Cross-examination of a sympathetic witness can be the most difficult part of a trial. It requires a deft touch to make your point without appearing as if you are bullying a witness, turning the jury against you. King & Spalding’s Jeffrey Furr, in Gray v. R.J. Reynolds, provided a veritable master class on that delicate balance.
Ethel Gray sued Furr’s client, R.J. Reynolds, claiming the tobacco maker’s decades of concealing smoking’s dangers fueled her husband Willie Gray’s nicotine addiction and caused a host of smoking-related diseases. Whether Willie Gray knew the dangers of smoking before he switched to RJR’s Winston brand cigarettes was a key to the case.
Ethel Gray, an 81-year-old widow in frail health when she took the witness stand, was a stark contrast to Furr, the courtroom’s face for the country’s second largest tobacco manufacturer. It was a potentially damaging cross-exam for Furr and RJR: push the witness too hard and risk alienating a jury that sees you as a bully to an elderly woman. Don’t push hard enough and fail to make vital points to your case.
However, Furr found a perfect balance during his cross-examination of Gray. He was helpful without being patronizing, politely reminding Gray of her prior deposition, approaching the witness stand repeatedly to walk her through the document, and gently asking her to wait until he finished a question before she answered:
“Ma’am you’re doing a great job up there. I know you’re a little nervous and this is hard. But I have to ask you one thing, OK? This lady here (the court reporter) can only record one of us at a time? And I’ll do my very best to wait until you’re done speaking, so that we’re not speaking at the same time. And if you would try to do that, it would be really helpful to her, OK?”
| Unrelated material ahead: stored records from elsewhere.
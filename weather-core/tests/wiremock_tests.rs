//! Integration tests for the OpenWeather client and the search flow using wiremock
//!
//! These tests run the real HTTP client against a mock server and check both
//! the outgoing queries and what ends up on the display surface.

use weather_core::{
    ClockStyle, Config, DisplayState, Endpoints, LocationQuery, MemorySurface, OpenWeatherProvider,
    Orchestrator, SearchOutcome, Units, ValidationError, WeatherError, WeatherProvider,
    orchestrator::FAILURE_MESSAGE,
};
use wiremock::{
    Mock, MockServer, ResponseTemplate,
    matchers::{any, method, path, query_param},
};

const CURRENT_PATH: &str = "/data/2.5/weather";
const FORECAST_PATH: &str = "/data/2.5/forecast";

fn sample_current() -> serde_json::Value {
    serde_json::json!({
        "coord": { "lon": -74.0, "lat": 40.7 },
        "weather": [
            { "id": 803, "main": "Clouds", "description": "broken clouds", "icon": "04d" }
        ],
        "main": {
            "temp": 41.36,
            "feels_like": 35.2,
            "temp_min": 38.1,
            "temp_max": 44.5,
            "pressure": 1016,
            "humidity": 62
        },
        "sys": { "country": "US", "sunrise": 1767700000, "sunset": 1767735000 },
        "name": "New York",
        "cod": 200
    })
}

fn sample_forecast(entries: usize) -> serde_json::Value {
    let list: Vec<_> = (0..entries)
        .map(|i| {
            let day = 6 + (i * 3) / 24;
            let hour = (i * 3) % 24;
            serde_json::json!({
                "dt": 1767700800 + (i as i64) * 10800,
                "main": { "temp": 40.0 + i as f64, "humidity": 60 },
                "weather": [{ "main": "Clear", "description": "clear sky", "icon": "01n" }],
                "dt_txt": format!("2026-01-{day:02} {hour:02}:00:00")
            })
        })
        .collect();

    serde_json::json!({ "cod": "200", "cnt": entries, "list": list })
}

fn test_config(server: &MockServer) -> Config {
    let mut cfg = Config {
        units: Units::Imperial,
        clock: ClockStyle::TwelveHour,
        endpoints: Endpoints::with_base(&server.uri()),
        ..Default::default()
    };
    cfg.set_api_key("TEST_KEY".into());
    cfg
}

fn orchestrator(cfg: &Config) -> Orchestrator<OpenWeatherProvider, MemorySurface> {
    Orchestrator::new(
        OpenWeatherProvider::new(cfg),
        MemorySurface::default(),
        cfg.formatting(),
    )
}

async fn mount_current(server: &MockServer, body: serde_json::Value) {
    Mock::given(method("GET"))
        .and(path(CURRENT_PATH))
        .respond_with(ResponseTemplate::new(200).set_body_json(body))
        .mount(server)
        .await;
}

async fn mount_forecast(server: &MockServer, body: serde_json::Value) {
    Mock::given(method("GET"))
        .and(path(FORECAST_PATH))
        .respond_with(ResponseTemplate::new(200).set_body_json(body))
        .mount(server)
        .await;
}

// ============================================================================
// Weather client
// ============================================================================

#[tokio::test]
async fn place_name_uses_q_parameter() {
    let server = MockServer::start().await;

    Mock::given(method("GET"))
        .and(path(CURRENT_PATH))
        .and(query_param("q", "New York"))
        .and(query_param("appid", "TEST_KEY"))
        .and(query_param("units", "imperial"))
        .respond_with(ResponseTemplate::new(200).set_body_json(sample_current()))
        .expect(1)
        .mount(&server)
        .await;

    let provider = OpenWeatherProvider::new(&test_config(&server));
    let query = LocationQuery::parse(" New York ").unwrap();

    let current = provider.fetch_current(&query).await.expect("request must succeed");
    assert_eq!(current.name, "New York");
    assert_eq!(current.country.as_deref(), Some("US"));
    assert_eq!(current.humidity, Some(62.0));
}

#[tokio::test]
async fn postal_code_uses_zip_parameter_with_country() {
    let server = MockServer::start().await;

    Mock::given(method("GET"))
        .and(path(CURRENT_PATH))
        .and(query_param("zip", "10001,us"))
        .respond_with(ResponseTemplate::new(200).set_body_json(sample_current()))
        .expect(1)
        .mount(&server)
        .await;

    let provider = OpenWeatherProvider::new(&test_config(&server));
    let query = LocationQuery::parse("10001").unwrap();

    assert!(provider.fetch_current(&query).await.is_ok());
}

#[tokio::test]
async fn configured_units_are_sent() {
    let server = MockServer::start().await;

    Mock::given(method("GET"))
        .and(path(FORECAST_PATH))
        .and(query_param("units", "metric"))
        .respond_with(ResponseTemplate::new(200).set_body_json(sample_forecast(2)))
        .expect(1)
        .mount(&server)
        .await;

    let cfg = Config {
        units: Units::Metric,
        ..test_config(&server)
    };
    let forecast = OpenWeatherProvider::new(&cfg)
        .fetch_forecast(51.5, -0.12)
        .await
        .expect("request must succeed");

    assert_eq!(forecast.len(), 2);
}

#[tokio::test]
async fn non_success_status_is_request_error() {
    let server = MockServer::start().await;

    Mock::given(method("GET"))
        .and(path(CURRENT_PATH))
        .respond_with(
            ResponseTemplate::new(401)
                .set_body_string(r#"{"cod":401,"message":"Invalid API key."}"#),
        )
        .mount(&server)
        .await;

    let provider = OpenWeatherProvider::new(&test_config(&server));
    let err = provider
        .fetch_current(&LocationQuery::parse("London").unwrap())
        .await
        .unwrap_err();

    assert!(matches!(err, WeatherError::Request { .. }));
    assert_eq!(err.status().map(|s| s.as_u16()), Some(401));
}

#[tokio::test]
async fn malformed_body_is_parse_error() {
    let server = MockServer::start().await;

    Mock::given(method("GET"))
        .and(path(FORECAST_PATH))
        .respond_with(ResponseTemplate::new(200).set_body_string("<html>oops</html>"))
        .mount(&server)
        .await;

    let provider = OpenWeatherProvider::new(&test_config(&server));
    let err = provider.fetch_forecast(1.0, 2.0).await.unwrap_err();

    assert!(matches!(err, WeatherError::Parse { .. }));
}

#[tokio::test]
async fn missing_coordinates_is_parse_error() {
    let server = MockServer::start().await;
    mount_current(&server, serde_json::json!({ "name": "Nowhere", "cod": 200 })).await;

    let provider = OpenWeatherProvider::new(&test_config(&server));
    let err = provider
        .fetch_current(&LocationQuery::parse("Nowhere").unwrap())
        .await
        .unwrap_err();

    assert!(matches!(err, WeatherError::Parse { .. }));
}

#[tokio::test]
async fn unreachable_server_is_transport_error() {
    let server = MockServer::start().await;
    let cfg = Config {
        endpoints: Endpoints::with_base("http://127.0.0.1:1"),
        ..test_config(&server)
    };

    let err = OpenWeatherProvider::new(&cfg)
        .fetch_forecast(1.0, 2.0)
        .await
        .unwrap_err();

    assert!(matches!(err, WeatherError::Transport { .. }));
}

// ============================================================================
// Full search flow
// ============================================================================

#[tokio::test]
async fn forecast_uses_coordinates_from_current_response() {
    let server = MockServer::start().await;
    mount_current(&server, sample_current()).await;

    Mock::given(method("GET"))
        .and(path(FORECAST_PATH))
        .and(query_param("lat", "40.7"))
        .and(query_param("lon", "-74"))
        .and(query_param("appid", "TEST_KEY"))
        .respond_with(ResponseTemplate::new(200).set_body_json(sample_forecast(3)))
        .expect(1)
        .mount(&server)
        .await;

    let orch = orchestrator(&test_config(&server));
    assert_eq!(orch.submit("New York").await, SearchOutcome::Shown);
}

#[tokio::test]
async fn long_forecast_renders_first_eight_in_order() {
    let server = MockServer::start().await;
    mount_current(&server, sample_current()).await;
    mount_forecast(&server, sample_forecast(20)).await;

    let orch = orchestrator(&test_config(&server));
    assert_eq!(orch.submit("New York").await, SearchOutcome::Shown);
    assert_eq!(orch.state().await, DisplayState::Shown);

    let surface = orch.into_surface();
    assert_eq!(surface.status, "");
    assert_eq!(surface.forecast.len(), 8);

    let times: Vec<_> = surface.forecast.iter().map(|b| b.time.as_str()).collect();
    assert_eq!(
        times,
        ["12:00 AM", "3:00 AM", "6:00 AM", "9:00 AM", "12:00 PM", "3:00 PM", "6:00 PM", "9:00 PM"]
    );
    assert_eq!(surface.forecast[0].temp, "40°F");
    assert_eq!(surface.forecast[7].temp, "47°F");
    assert_eq!(surface.forecast[0].label, "Clear");
    assert_eq!(
        surface.forecast[0].icon_url,
        Some(format!("{}/img/wn/01n@2x.png", server.uri()))
    );

    let summary = surface.summary.expect("summary must be rendered");
    assert_eq!(summary.place, "New York, US");
    assert_eq!(summary.description, "broken clouds");
    assert_eq!(summary.current, "41°F");
    assert_eq!(summary.high, "45°F");
    assert_eq!(summary.low, "38°F");
    assert_eq!(summary.humidity, "62%");
}

#[tokio::test]
async fn missing_country_renders_name_only() {
    let server = MockServer::start().await;

    let mut body = sample_current();
    body.as_object_mut().unwrap().remove("sys");
    mount_current(&server, body).await;
    mount_forecast(&server, sample_forecast(1)).await;

    let orch = orchestrator(&test_config(&server));
    assert_eq!(orch.submit("New York").await, SearchOutcome::Shown);

    let surface = orch.into_surface();
    assert_eq!(surface.summary.unwrap().place, "New York");
}

#[tokio::test]
async fn odd_optional_fields_still_show_results() {
    let server = MockServer::start().await;

    let mut body = sample_current();
    body["main"]["humidity"] = serde_json::json!(62.5);
    body["weather"] = serde_json::Value::Null;
    mount_current(&server, body).await;
    mount_forecast(&server, sample_forecast(2)).await;

    let orch = orchestrator(&test_config(&server));
    assert_eq!(orch.submit("New York").await, SearchOutcome::Shown);

    let summary = orch.into_surface().summary.expect("summary must be rendered");
    assert_eq!(summary.humidity, "62.5%");
    assert_eq!(summary.description, "—");
    assert_eq!(summary.icon_url, None);
}

#[tokio::test]
async fn current_failure_hides_panel_and_skips_forecast() {
    let server = MockServer::start().await;

    Mock::given(method("GET"))
        .and(path(CURRENT_PATH))
        .respond_with(ResponseTemplate::new(404).set_body_string(r#"{"cod":"404"}"#))
        .expect(1)
        .mount(&server)
        .await;

    Mock::given(method("GET"))
        .and(path(FORECAST_PATH))
        .respond_with(ResponseTemplate::new(200).set_body_json(sample_forecast(8)))
        .expect(0)
        .mount(&server)
        .await;

    let orch = orchestrator(&test_config(&server));
    assert_eq!(orch.submit("Atlantis").await, SearchOutcome::Failed);
    assert_eq!(orch.state().await, DisplayState::Error);

    let surface = orch.into_surface();
    assert!(!surface.panel_visible);
    assert_eq!(surface.status, FAILURE_MESSAGE);
}

#[tokio::test]
async fn blank_input_never_hits_the_network() {
    let server = MockServer::start().await;

    Mock::given(any())
        .respond_with(ResponseTemplate::new(200))
        .expect(0)
        .mount(&server)
        .await;

    let orch = orchestrator(&test_config(&server));
    assert_eq!(
        orch.submit(" \t ").await,
        SearchOutcome::Rejected(ValidationError::EmptyLocation)
    );
    assert_eq!(orch.state().await, DisplayState::Error);
}

#[tokio::test]
async fn placeholder_key_never_hits_the_network() {
    let server = MockServer::start().await;

    Mock::given(any())
        .respond_with(ResponseTemplate::new(200))
        .expect(0)
        .mount(&server)
        .await;

    let mut cfg = test_config(&server);
    cfg.set_api_key("PASTE_YOUR_API_KEY_HERE".into());

    let orch = orchestrator(&cfg);
    assert_eq!(
        orch.submit("London").await,
        SearchOutcome::Rejected(ValidationError::MissingApiKey)
    );
}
At the same time, he persistently questioned Gray on critical points in her testimony, while knowing when to back off on less important questions. In one exchange, he asked her about her husband’s belief that Winston cigarettes were "safer." Gray initially refused to say that her husband’s switch to Winstons implied he must have known cigarettes in general were dangerous. Yet Furr neither conceded the issue nor appeared aggressive. He approached the question from various angles until he received the answer he was looking for. Immediately afterward, when Gray, who was suffering from health problems, became flustered, he quickly withdrew a follow-up question, his key point already made.
Gray ultimately would leave the stand later that afternoon because of health issues, returning to testify later in the trial. Yet Furr’s balanced approach to Gray’s questioning bolstered the defense’s case without alienating the jury. It was a skillful cross-examination that delivered an important verdict for RJR.